DIRECTIONS
All lines in the data below carrying the string "Mutex" are to be located and copied.

Items from a dataset
use std::io::IsTerminal;
use std::path::PathBuf;
use std::process::ExitCode;

use clap::Parser;

use pith::bytecode::disasm;
use pith::config::Config;
use pith::diagnostic::{ansi::AnsiRenderer, json, registry, Diagnostic};
use pith::vm::Vm;

/// Compile and run a pith program.
#[derive(Parser, Debug)]
#[command(name = "pith", version, about)]
struct Cli {
    /// Source file to run
    #[arg(required_unless_present = "explain")]
    file: Option<PathBuf>,

    /// Print the syntax tree as JSON
    #[arg(long)]
    ast: bool,

    /// Print the disassembled program
    #[arg(long)]
    bytecode: bool,

    /// Stop after compiling
    #[arg(long)]
    no_run: bool,

    /// Report errors as one JSON object per line
    #[arg(long)]
    json: bool,

    /// JSON file with `compiler` and `vm` sections
    #[arg(long, value_name = "FILE")]
    config: Option<PathBuf>,

    #[arg(long, value_name = "N")]
    gc_threshold: Option<usize>,

    #[arg(long, value_name = "N")]
    stack_capacity: Option<usize>,

    #[arg(long, value_name = "N")]
    heap_capacity: Option<usize>,

    /// Explain an error code, e.g. PITH-R002
    #[arg(long, value_name = "CODE", conflicts_with = "file")]
    explain: Option<String>,
}

fn main() -> ExitCode {
    env_logger::init();
    let cli = Cli::parse();

    if let Some(code) = &cli.explain {
        return match registry::lookup(code) {
            Some(entry) => {
                print!("{}", entry.long);
                ExitCode::SUCCESS
            }
            None => {
                report(&cli, &Diagnostic::error(format!("unknown error code '{code}'")), None);
                ExitCode::FAILURE
            }
        };
    }

    match run(&cli) {
        Ok(()) => ExitCode::SUCCESS,
        Err(d) => {
            report(&cli, &d, cli.file.as_ref());
            ExitCode::FAILURE
        }
    }
}

fn load_config(cli: &Cli) -> Result<Config, Diagnostic> {
    let mut config = match &cli.config {
        Some(path) => Config::load(path).map_err(|e| Diagnostic::from(&e))?,
        None => Config::default(),
    };
    if let Some(n) = cli.gc_threshold {
        config.vm.gc_threshold = n;
    }
    if let Some(n) = cli.stack_capacity {
        config.vm.stack_capacity = n;
    }
    if let Some(n) = cli.heap_capacity {
        config.vm.heap_capacity = n;
    }
    Ok(config)
}

fn run(cli: &Cli) -> Result<(), Diagnostic> {
    let config = load_config(cli)?;
    let Some(path) = &cli.file else {
        return Err(Diagnostic::error("no source file given"));
    };
    let source = std::fs::read_to_string(path)
        .map_err(|e| Diagnostic::error(format!("cannot read {}: {e}", path.display())))?;

    let tree = pith::parse_source(&source)?;
    if cli.ast {
        let text = serde_json::to_string_pretty(&tree)
            .map_err(|e| Diagnostic::error(format!("cannot serialize syntax tree: {e}")))?;
        println!("{text}");
    }

    let program = pith::compiler::compile_with(tree.as_deref(), &config.compiler)
        .map_err(|e| Diagnostic::from(&e).with_source(source.as_str()))?;
    drop(tree);
    if cli.bytecode {
        let listing = disasm::disassemble(&program).map_err(|e| Diagnostic::from(&e))?;
        print!("{listing}");
    }
    if cli.no_run {
        return Ok(());
    }

    let mut vm = Vm::new(&program, config.vm);
    let result = vm.run().map_err(|e| Diagnostic::from(&e))?;
    log::debug!(
        "finished with {result:?}; stack={} heap={} gc={:?}",
        vm.stack_size(),
        vm.heap().live(),
        vm.heap().stats()
    );
    Ok(())
}

fn report(cli: &Cli, d: &Diagnostic, path: Option<&PathBuf>) {
    if cli.json {
        eprintln!("{}", json::render(d));
        return;
    }
    let stderr = std::io::stderr();
    let renderer = AnsiRenderer {
        use_color: stderr.is_terminal() && std::env::var_os("NO_COLOR").is_none(),
        path: path.map(|p| p.display().to_string()),
    };
    eprint!("{}", renderer.render(d));
}
use pith::config::{CompilerLimits, VmConfig};
use pith::vm::gc::GcStats;
use pith::vm::object::Object;
use pith::vm::{RuntimeError, Vm};
use pretty_assertions::assert_eq;

struct Outcome {
    out: String,
    result: Result<Object, RuntimeError>,
    stack_size: usize,
    stack_base: usize,
    live: usize,
    gc: GcStats,
}

fn run_with(source: &str, config: VmConfig, input: &str) -> Outcome {
    let program = pith::compile_source(source, &CompilerLimits::default())
        .unwrap_or_else(|d| panic!("compile failed: {}", d.message));
    let mut out = Vec::new();
    let (result, stack_size, stack_base, live, gc) = {
        let mut vm = Vm::new(&program, config).with_output(&mut out).with_input(input.as_bytes());
        let result = vm.run();
        (result, vm.stack_size(), vm.stack_base(), vm.heap().live(), vm.heap().stats())
    };
    Outcome { out: String::from_utf8(out).expect("utf-8 output"), result, stack_size, stack_base, live, gc }
}

fn run(source: &str) -> Outcome {
    run_with(source, VmConfig::default(), "")
}

/// Output of a program that must succeed.
fn output(source: &str) -> String {
    let outcome = run(source);
    if let Err(e) = &outcome.result {
        panic!("runtime error: {e}");
    }
    outcome.out
}

fn runtime_code(outcome: &Outcome) -> &'static str {
    match &outcome.result {
        Ok(value) => panic!("expected a runtime error, got {value:?}"),
        Err(e) => e.code(),
    }
}

fn compile_code(source: &str) -> &'static str {
    let diagnostic = pith::compile_source(source, &CompilerLimits::default()).unwrap_err();
    diagnostic.code.expect("diagnostic has a code")
}

// --- Expressions ---

#[test]
fn arithmetic_precedence() {
    assert_eq!(output("print(1 + 2 * 3)"), "7\n");
    assert_eq!(output("print((1 + 2) * 3)"), "9\n");
    assert_eq!(output("print(-3 - -4)"), "1\n");
    assert_eq!(output("print(7 / 2) print(-7 / 2)"), "3\n-3\n");
}

#[test]
fn comparisons_and_logic() {
    assert_eq!(output("print(!(1 > 2))"), "true\n");
    assert_eq!(output("print(1 <= 1 && 2 >= 3 || 4 != 5)"), "true\n");
    assert_eq!(output("print(1 == \"1\")"), "false\n");
}

#[test]
fn strings_concatenate_with_numbers() {
    assert_eq!(output("print(\"a\" + 1)"), "a1\n");
    assert_eq!(output("print(1 + \"a\")"), "1a\n");
    assert_eq!(output("print(\"ab\" == \"a\" + \"b\")"), "true\n");
}

#[test]
fn adding_a_bool_is_a_type_error() {
    assert_eq!(runtime_code(&run("x = \"a\" + true")), "PITH-R001");

    // Two frame links for print, then both operands of the failed add.
    let outcome = run("print(1 + true)");
    assert_eq!(runtime_code(&outcome), "PITH-R001");
    assert_eq!(outcome.stack_size, 4);
    assert_eq!(outcome.stack_base, 0);
}

#[test]
fn division_by_zero() {
    let outcome = run("d = 0; print(10 / d)");
    assert_eq!(runtime_code(&outcome), "PITH-R002");
    assert_eq!(outcome.out, "");
    assert_eq!(outcome.stack_size, 5);
}

// --- Variables and control flow ---

#[test]
fn block_variables_are_popped_on_exit() {
    let outcome = run(
        "var a = 1;
         if true { var b = 2; a = a + b }
         print(a)",
    );
    assert_eq!(outcome.out, "3\n");
    assert_eq!(outcome.stack_size, 1);
    assert_eq!(outcome.stack_base, 0);
}

#[test]
fn while_loop_sums() {
    let source = "
        var i = 0;
        var sum = 0;
        while i < 5 { sum = sum + i; i = i + 1 }
        print(sum)
    ";
    let outcome = run(source);
    assert_eq!(outcome.out, "10\n");
    assert_eq!(outcome.stack_size, 2);
}

#[test]
fn else_if_chain() {
    let source = "
        fun sign(n) {
            if n > 0 { return 1 } else if n < 0 { return -1 } else { return 0 }
        }
        print(sign(5)) print(sign(-5)) print(sign(0))
    ";
    assert_eq!(output(source), "1\n-1\n0\n");
}

#[test]
fn top_level_return_halts() {
    let outcome = run("print(1); return 5; print(2)");
    assert_eq!(outcome.out, "1\n");
    assert_eq!(outcome.result.unwrap(), Object::Number(5));
}

// --- Functions ---

#[test]
fn recursion() {
    let source = "
        fun fact(n) {
            if n <= 1 { return 1 }
            return n * fact(n - 1)
        }
        print(fact(10))
        print(fact(5))
        print(fact(0))
    ";
    let outcome = run(source);
    assert_eq!(outcome.out, "3628800\n120\n1\n");
    assert_eq!(outcome.stack_size, 0);
    assert_eq!(outcome.stack_base, 0);
}

#[test]
fn functions_see_top_level_variables() {
    assert_eq!(output("var g = 10; fun f() { return g + 1 } print(f())"), "11\n");
}

#[test]
fn functions_do_not_see_block_variables() {
    assert_eq!(compile_code("if true { var h = 1; fun f() { return h } }"), "PITH-C001");
}

#[test]
fn missing_return_yields_zero() {
    assert_eq!(output("fun f() { x = 1 } print(f())"), "0\n");
}

#[test]
fn unbounded_recursion_overflows_the_stack() {
    let config = VmConfig { stack_capacity: 64, ..VmConfig::default() };
    let outcome = run_with("fun f(n) { return f(n + 1) } f(0)", config, "");
    assert_eq!(runtime_code(&outcome), "PITH-R005");
}

#[test]
fn arity_is_checked_at_run_time() {
    assert_eq!(runtime_code(&run("fun add(a, b) { return a + b } add(1)")), "PITH-R007");
}

#[test]
fn undefined_names_fail_to_compile() {
    assert_eq!(compile_code("prnt(1)"), "PITH-C002");
    assert_eq!(compile_code("print(y)"), "PITH-C001");
}

// --- Classes ---

#[test]
fn methods_update_their_instance() {
    let source = "
        class Counter {
            var count
            fun add(n) { self.count = self.count + n; return self.count }
        }
        c = Counter();
        c.add(2);
        print(c.add(3))
        print(c.count)
        print(c)
    ";
    assert_eq!(output(source), "5\n5\n<Counter instance>\n");
}

#[test]
fn members_start_at_zero() {
    assert_eq!(output("class P { var x } p = P(); print(p.x)"), "0\n");
}

#[test]
fn index_access_reads_members_by_string() {
    assert_eq!(output("class P { var x } p = P(); p[\"x\"] = 4; print(p.x)"), "4\n");
}

#[test]
fn unknown_members() {
    assert_eq!(compile_code("class P { var x } p = P(); print(p.z)"), "PITH-C003");
    assert_eq!(runtime_code(&run("class P { var x } p = P(); print(p[\"y\"])")), "PITH-R006");
}

#[test]
fn classes_take_no_arguments() {
    assert_eq!(runtime_code(&run("class P { var x } p = P(1)")), "PITH-R007");
}

// --- Garbage collection ---

#[test]
fn dead_strings_are_reclaimed() {
    let source = "
        var i = 0;
        var s = \"start\";
        while i < 50 { s = \"x\" + i; i = i + 1 }
        print(s)
    ";
    let config = VmConfig { stack_capacity: 64, heap_capacity: 8, gc_threshold: 4 };
    let outcome = run_with(source, config, "");
    assert_eq!(outcome.out, "x49\n");
    assert!(outcome.gc.collections > 0);
    assert_eq!(outcome.gc.allocated, 50);
    assert!(outcome.live <= 4);
}

#[test]
fn collection_keeps_a_rooted_chain() {
    let source = "
        class Node { var value var next }
        var head = Node();
        var i = 1;
        while i < 20 { var n = Node(); n.value = i; n.next = head; head = n; i = i + 1 }
    ";
    let program = pith::compile_source(source, &CompilerLimits::default())
        .unwrap_or_else(|d| panic!("compile failed: {}", d.message));
    let config = VmConfig { stack_capacity: 64, heap_capacity: 32, gc_threshold: 1 };
    let mut vm = Vm::new(&program, config);
    vm.run().expect("chain builds");
    assert!(vm.heap().stats().collections > 0);
    assert_eq!(vm.heap().live(), 20);

    assert_eq!(vm.collect_garbage(), 0);
    assert_eq!(vm.heap().live(), 20);

    let mut values = Vec::new();
    let mut node = vm.stack()[0].clone();
    while let Some(handle) = node.handle() {
        let (_, members) = vm.heap().instance(handle).expect("node survives collection");
        values.push(members[0].clone());
        node = members[1].clone();
    }
    let expected: Vec<Object> = (0..20).rev().map(Object::Number).collect();
    assert_eq!(values, expected);
}

#[test]
fn reachable_instances_exhaust_the_heap() {
    let source = "
        class Link { var next }
        var head = Link();
        var i = 0;
        while i < 100 { var n = Link(); n.next = head; head = n; i = i + 1 }
    ";
    let config = VmConfig { stack_capacity: 64, heap_capacity: 16, gc_threshold: 8 };
    let outcome = run_with(source, config, "");
    assert_eq!(runtime_code(&outcome), "PITH-R003");
    assert_eq!(outcome.live, 16);
}

// --- Built-ins ---

#[test]
fn input_number_reads_a_line() {
    let outcome = run_with("n = input_number(\"n? \"); print(n * 2)", VmConfig::default(), "21\n");
    assert_eq!(outcome.out, "n? 42\n");
}

#[test]
fn input_string_reads_a_line() {
    let outcome = run_with("name = input_string(\"name: \"); print(\"hi \" + name)", VmConfig::default(), "bob\n");
    assert_eq!(outcome.out, "name: hi bob\n");
}

#[test]
fn input_number_rejects_text() {
    let outcome = run_with("n = input_number(\"n? \")", VmConfig::default(), "ten\n");
    assert_eq!(runtime_code(&outcome), "PITH-R009");
}
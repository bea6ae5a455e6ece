use serde::{Deserialize, Serialize};

/// Runtime capacities. Every fixed-size arena in the VM takes its bound from here.
#[derive(Debug, Clone, PartialEq, Eq, Serialize, Deserialize)]
#[serde(default, deny_unknown_fields)]
pub struct VmConfig {
    /// Maximum number of value-stack slots.
    pub stack_capacity: usize,
    /// Maximum number of live heap objects.
    pub heap_capacity: usize,
    /// Pool length at which an allocation first triggers a collection.
    pub gc_threshold: usize,
}

impl Default for VmConfig {
    fn default() -> Self {
        VmConfig { stack_capacity: 2048, heap_capacity: 4096, gc_threshold: 256 }
    }
}

#[derive(Debug, Clone, PartialEq, Eq, Serialize, Deserialize)]
#[serde(default, deny_unknown_fields)]
pub struct CompilerLimits {
    pub max_code_bytes: usize,
    pub max_constant_bytes: usize,
    /// Live compile-time variable records across all open scopes.
    pub max_variables: usize,
}

impl Default for CompilerLimits {
    fn default() -> Self {
        CompilerLimits { max_code_bytes: 64 * 1024, max_constant_bytes: 64 * 1024, max_variables: 1024 }
    }
}

#[derive(Debug, Clone, Default, PartialEq, Eq, Serialize, Deserialize)]
#[serde(default, deny_unknown_fields)]
pub struct Config {
    pub compiler: CompilerLimits,
    pub vm: VmConfig,
}

#[derive(Debug, thiserror::Error)]
pub enum ConfigError {
    #[error("cannot read config file: {0}")]
    Io(#[from] std::io::Error),
    #[error("invalid config file: {0}")]
    Parse(#[from] serde_json::Error),
}

impl Config {
    pub fn from_json(text: &str) -> Result<Config, ConfigError> {
        Ok(serde_json::from_str(text)?)
    }

    pub fn load(path: &std::path::Path) -> Result<Config, ConfigError> {
        let text = std::fs::read_to_string(path)?;
        Config::from_json(&text)
    }
}
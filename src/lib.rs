//! pith: a small scripting language compiled to bytecode and run on a stack
//! VM with a mark-sweep heap.
//!
//! The pipeline is [`lexer::lex`] → [`parser::parse`] → [`compiler::compile`]
//! → [`vm::Vm::run`]. Each stage has its own error type; all of them convert
//! into a [`diagnostic::Diagnostic`].

pub mod ast;
pub mod bytecode;
pub mod compiler;
pub mod config;
pub mod diagnostic;
pub mod lexer;
pub mod parser;
pub mod vm;

use ast::Node;
use bytecode::Program;
use config::CompilerLimits;
use diagnostic::Diagnostic;

/// Lexes and parses `source`. Errors carry the source for rendering.
pub fn parse_source(source: &str) -> Result<Option<Box<Node>>, Diagnostic> {
    let tokens = lexer::lex(source).map_err(|e| Diagnostic::from(&e).with_source(source))?;
    parser::parse(tokens).map_err(|e| Diagnostic::from(&e).with_source(source))
}

/// Runs the front end and the compiler over `source`.
pub fn compile_source(source: &str, limits: &CompilerLimits) -> Result<Program, Diagnostic> {
    let tree = parse_source(source)?;
    compiler::compile_with(tree.as_deref(), limits).map_err(|e| Diagnostic::from(&e).with_source(source))
}
use serde::Serialize;

use crate::ast::SourceMap;
use super::{Diagnostic, Severity};

#[derive(Serialize)]
struct JsonLabel<'a> {
    start: usize,
    end: usize,
    message: &'a str,
    primary: bool,
    #[serde(skip_serializing_if = "Option::is_none")]
    line: Option<usize>,
    #[serde(skip_serializing_if = "Option::is_none")]
    col: Option<usize>,
}

#[derive(Serialize)]
struct JsonDiagnostic<'a> {
    severity: &'static str,
    #[serde(skip_serializing_if = "Option::is_none")]
    code: Option<&'static str>,
    message: &'a str,
    labels: Vec<JsonLabel<'a>>,
    notes: &'a [String],
    #[serde(skip_serializing_if = "Option::is_none")]
    suggestion: Option<&'a str>,
}

/// One diagnostic as a single-line JSON object.
pub fn render(d: &Diagnostic) -> String {
    let map = d.source.as_deref().map(SourceMap::new);
    let labels = d
        .labels
        .iter()
        .map(|l| {
            let position = map.as_ref().map(|m| m.lookup(l.span.start));
            JsonLabel {
                start: l.span.start,
                end: l.span.end,
                message: &l.message,
                primary: l.is_primary,
                line: position.map(|(line, _)| line),
                col: position.map(|(_, col)| col),
            }
        })
        .collect();

    let doc = JsonDiagnostic {
        severity: match d.severity {
            Severity::Error => "error",
            Severity::Warning => "warning",
        },
        code: d.code,
        message: &d.message,
        labels,
        notes: &d.notes,
        suggestion: d.suggestion.as_deref(),
    };
    serde_json::to_string(&doc)
        .unwrap_or_else(|_| r#"{"severity":"error","message":"internal error serializing diagnostic"}"#.to_string())
}
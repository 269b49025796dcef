//! # Camera State
//!
//! A simulated barcode camera and the state wrapper that shares it.
//!
//! The camera has no hardware behind it: "decoding" a barcode means the
//! shell hands it a symbology name and a payload. Everything else behaves
//! like the real device contract in [`CaptureDevice`]:
//!
//! - permission starts unloaded and resolves on first mount of the scan tab
//! - only the configured symbologies are decoded
//! - while scanning is disabled, decodes are dropped
//! - zoom is applied as the controller reports it

use std::sync::{Arc, Mutex, PoisonError};

use stockscan_core::validation::validate_capture;
use stockscan_core::{
    BarcodeSymbology, CameraGate, CaptureDevice, CaptureEvent, PermissionStatus, Zoom,
};
use tracing::{debug, info};

use crate::error::ApiError;
use crate::state::config::ScannerSettings;

/// A camera driven by text input.
#[derive(Debug, Clone)]
pub struct SimulatedCamera {
    permission: Option<PermissionStatus>,
    deny_requests: bool,
    symbologies: Vec<BarcodeSymbology>,
    zoom: Zoom,
    scanning: bool,
}

impl SimulatedCamera {
    /// Creates a camera whose permission has not been loaded yet.
    pub fn new(symbologies: Vec<BarcodeSymbology>, deny_requests: bool) -> Self {
        SimulatedCamera {
            permission: None,
            deny_requests,
            symbologies,
            zoom: Zoom::MIN,
            scanning: true,
        }
    }

    pub fn from_settings(settings: &ScannerSettings) -> Self {
        Self::new(settings.barcode_types.clone(), settings.camera_denied)
    }

    /// Resolves the stored permission. The user has never been asked on a
    /// fresh camera.
    pub fn load_permission(&mut self) -> PermissionStatus {
        *self.permission.get_or_insert(PermissionStatus::Undetermined)
    }

    pub fn gate(&self) -> CameraGate {
        CameraGate::from_status(self.permission)
    }

    pub fn zoom(&self) -> Zoom {
        self.zoom
    }

    pub fn is_scanning(&self) -> bool {
        self.scanning
    }

    /// Decodes one barcode.
    ///
    /// Returns `Ok(None)` when scanning is disabled: the decode happened
    /// but no event is delivered.
    pub fn decode(&self, raw_type: &str, data: &str) -> Result<Option<CaptureEvent>, ApiError> {
        if self.gate() != CameraGate::Camera {
            return Err(ApiError::permission_denied());
        }

        let event = validate_capture(raw_type, data, &self.symbologies)?;

        if !self.scanning {
            debug!(symbology = %event.symbology, "Scanning disabled, decode dropped");
            return Ok(None);
        }

        Ok(Some(event))
    }
}

impl CaptureDevice for SimulatedCamera {
    fn permission(&self) -> Option<PermissionStatus> {
        self.permission
    }

    fn request_permission(&mut self) -> PermissionStatus {
        let status = if self.deny_requests {
            PermissionStatus::Denied
        } else {
            PermissionStatus::Granted
        };
        info!(?status, "Camera permission requested");
        self.permission = Some(status);
        status
    }

    fn symbologies(&self) -> &[BarcodeSymbology] {
        &self.symbologies
    }

    fn set_zoom(&mut self, zoom: Zoom) {
        self.zoom = zoom;
    }

    fn set_scanning(&mut self, enabled: bool) {
        self.scanning = enabled;
    }
}

/// Shared handle to the camera.
#[derive(Debug, Clone)]
pub struct CameraState {
    camera: Arc<Mutex<SimulatedCamera>>,
}

impl CameraState {
    pub fn new(camera: SimulatedCamera) -> Self {
        CameraState {
            camera: Arc::new(Mutex::new(camera)),
        }
    }

    /// Executes a function with read access to the camera.
    pub fn with_camera<F, R>(&self, f: F) -> R
    where
        F: FnOnce(&SimulatedCamera) -> R,
    {
        let camera = self.camera.lock().unwrap_or_else(PoisonError::into_inner);
        f(&camera)
    }

    /// Executes a function with write access to the camera.
    pub fn with_camera_mut<F, R>(&self, f: F) -> R
    where
        F: FnOnce(&mut SimulatedCamera) -> R,
    {
        let mut camera = self.camera.lock().unwrap_or_else(PoisonError::into_inner);
        f(&mut camera)
    }
}
//! # Scan State
//!
//! Owns the scan flow controller for the lifetime of the scan tab.
//!
//! ## Thread Safety
//! The controller is wrapped in `Arc<Mutex<T>>`: capture events from the
//! camera and button presses from the user both mutate it, and exactly
//! one of them may do so at a time.
//!
//! ```text
//! ┌─────────────────────────────────────────────────────────────────────────┐
//! │  User / Camera            Command                 Controller Change     │
//! │  ─────────────            ───────                 ─────────────────     │
//! │  barcode decoded ───────► capture_barcode() ────► on_barcode_captured   │
//! │  [-] / [+] ─────────────► adjust_zoom() ────────► on_zoom_adjust        │
//! │  "Create Label" ────────► request_label_entry() ► on_request_label_entry│
//! │  typing ────────────────► set_label_field() ────► on_label_field_changed│
//! │  "Submit" ──────────────► submit_label() ───────► on_label_submit       │
//! │  "Back" ────────────────► go_back() ────────────► on_back               │
//! └─────────────────────────────────────────────────────────────────────────┘
//! ```

use std::sync::{Arc, Mutex, PoisonError};

use stockscan_core::{FlowSnapshot, MockQuantity, QuantitySource, ScanFlowController};

/// Shared handle to the scan flow controller.
#[derive(Debug)]
pub struct ScanState<Q = MockQuantity> {
    flow: Arc<Mutex<ScanFlowController<Q>>>,
}

impl ScanState<MockQuantity> {
    /// Creates a scan state with the mock quantity source.
    pub fn new() -> Self {
        Self::with_quantities(MockQuantity)
    }
}

impl<Q: QuantitySource> ScanState<Q> {
    pub fn with_quantities(quantities: Q) -> Self {
        ScanState {
            flow: Arc::new(Mutex::new(ScanFlowController::new(quantities))),
        }
    }

    /// Executes a function with read access to the controller.
    pub fn with_flow<F, R>(&self, f: F) -> R
    where
        F: FnOnce(&ScanFlowController<Q>) -> R,
    {
        let flow = self.flow.lock().unwrap_or_else(PoisonError::into_inner);
        f(&flow)
    }

    /// Executes a function with write access to the controller.
    pub fn with_flow_mut<F, R>(&self, f: F) -> R
    where
        F: FnOnce(&mut ScanFlowController<Q>) -> R,
    {
        let mut flow = self.flow.lock().unwrap_or_else(PoisonError::into_inner);
        f(&mut flow)
    }

    pub fn snapshot(&self) -> FlowSnapshot {
        self.with_flow(|flow| flow.snapshot())
    }
}

impl Default for ScanState<MockQuantity> {
    fn default() -> Self {
        Self::new()
    }
}

impl<Q> Clone for ScanState<Q> {
    fn clone(&self) -> Self {
        ScanState {
            flow: Arc::clone(&self.flow),
        }
    }
}

#[cfg(test)]
mod tests {
    use super::*;
    use std::num::NonZeroU32;
    use stockscan_core::{BarcodeSymbology, CaptureEvent, FixedQuantity, ScreenState};

    #[test]
    fn test_clones_share_controller() {
        let state = ScanState::with_quantities(FixedQuantity(NonZeroU32::new(3).unwrap()));
        let other = state.clone();

        let applied = state.with_flow_mut(|flow| {
            flow.on_barcode_captured(CaptureEvent::new(BarcodeSymbology::Ean13, "123"))
                .is_applied()
        });
        assert!(applied);

        let snapshot = other.snapshot();
        assert_eq!(snapshot.screen, ScreenState::ReviewingQuantity);
        assert_eq!(snapshot.session.unwrap().quantity_mock.get(), 3);
    }
}
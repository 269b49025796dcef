//! # StockScan Entry Point
//!
//! ```bash
//! # Interactive shell with a bundled database
//! stockscan --asset assets/Inventory.db
//!
//! # One-shot listing
//! stockscan inventory --json
//! stockscan inventory --id 3
//! ```

use std::process::ExitCode;

use clap::Parser;
use stockscan_app::{run, Cli};

#[tokio::main]
async fn main() -> ExitCode {
    let cli = Cli::parse();

    match run(cli).await {
        Ok(()) => ExitCode::SUCCESS,
        Err(e) => {
            tracing::error!(error = %e, "StockScan exited with an error");
            eprintln!("stockscan: {}", e);
            ExitCode::FAILURE
        }
    }
}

OUTPUT FOR THIS TASK
use std::sync::{Arc, Mutex, PoisonError};
    camera: Arc<Mutex<SimulatedCamera>>,
            camera: Arc::new(Mutex::new(camera)),
//! The controller is wrapped in `Arc<Mutex<T>>`: capture events from the
use std::sync::{Arc, Mutex, PoisonError};
    flow: Arc<Mutex<ScanFlowController<Q>>>,
            flow: Arc::new(Mutex::new(ScanFlowController::new(quantities))),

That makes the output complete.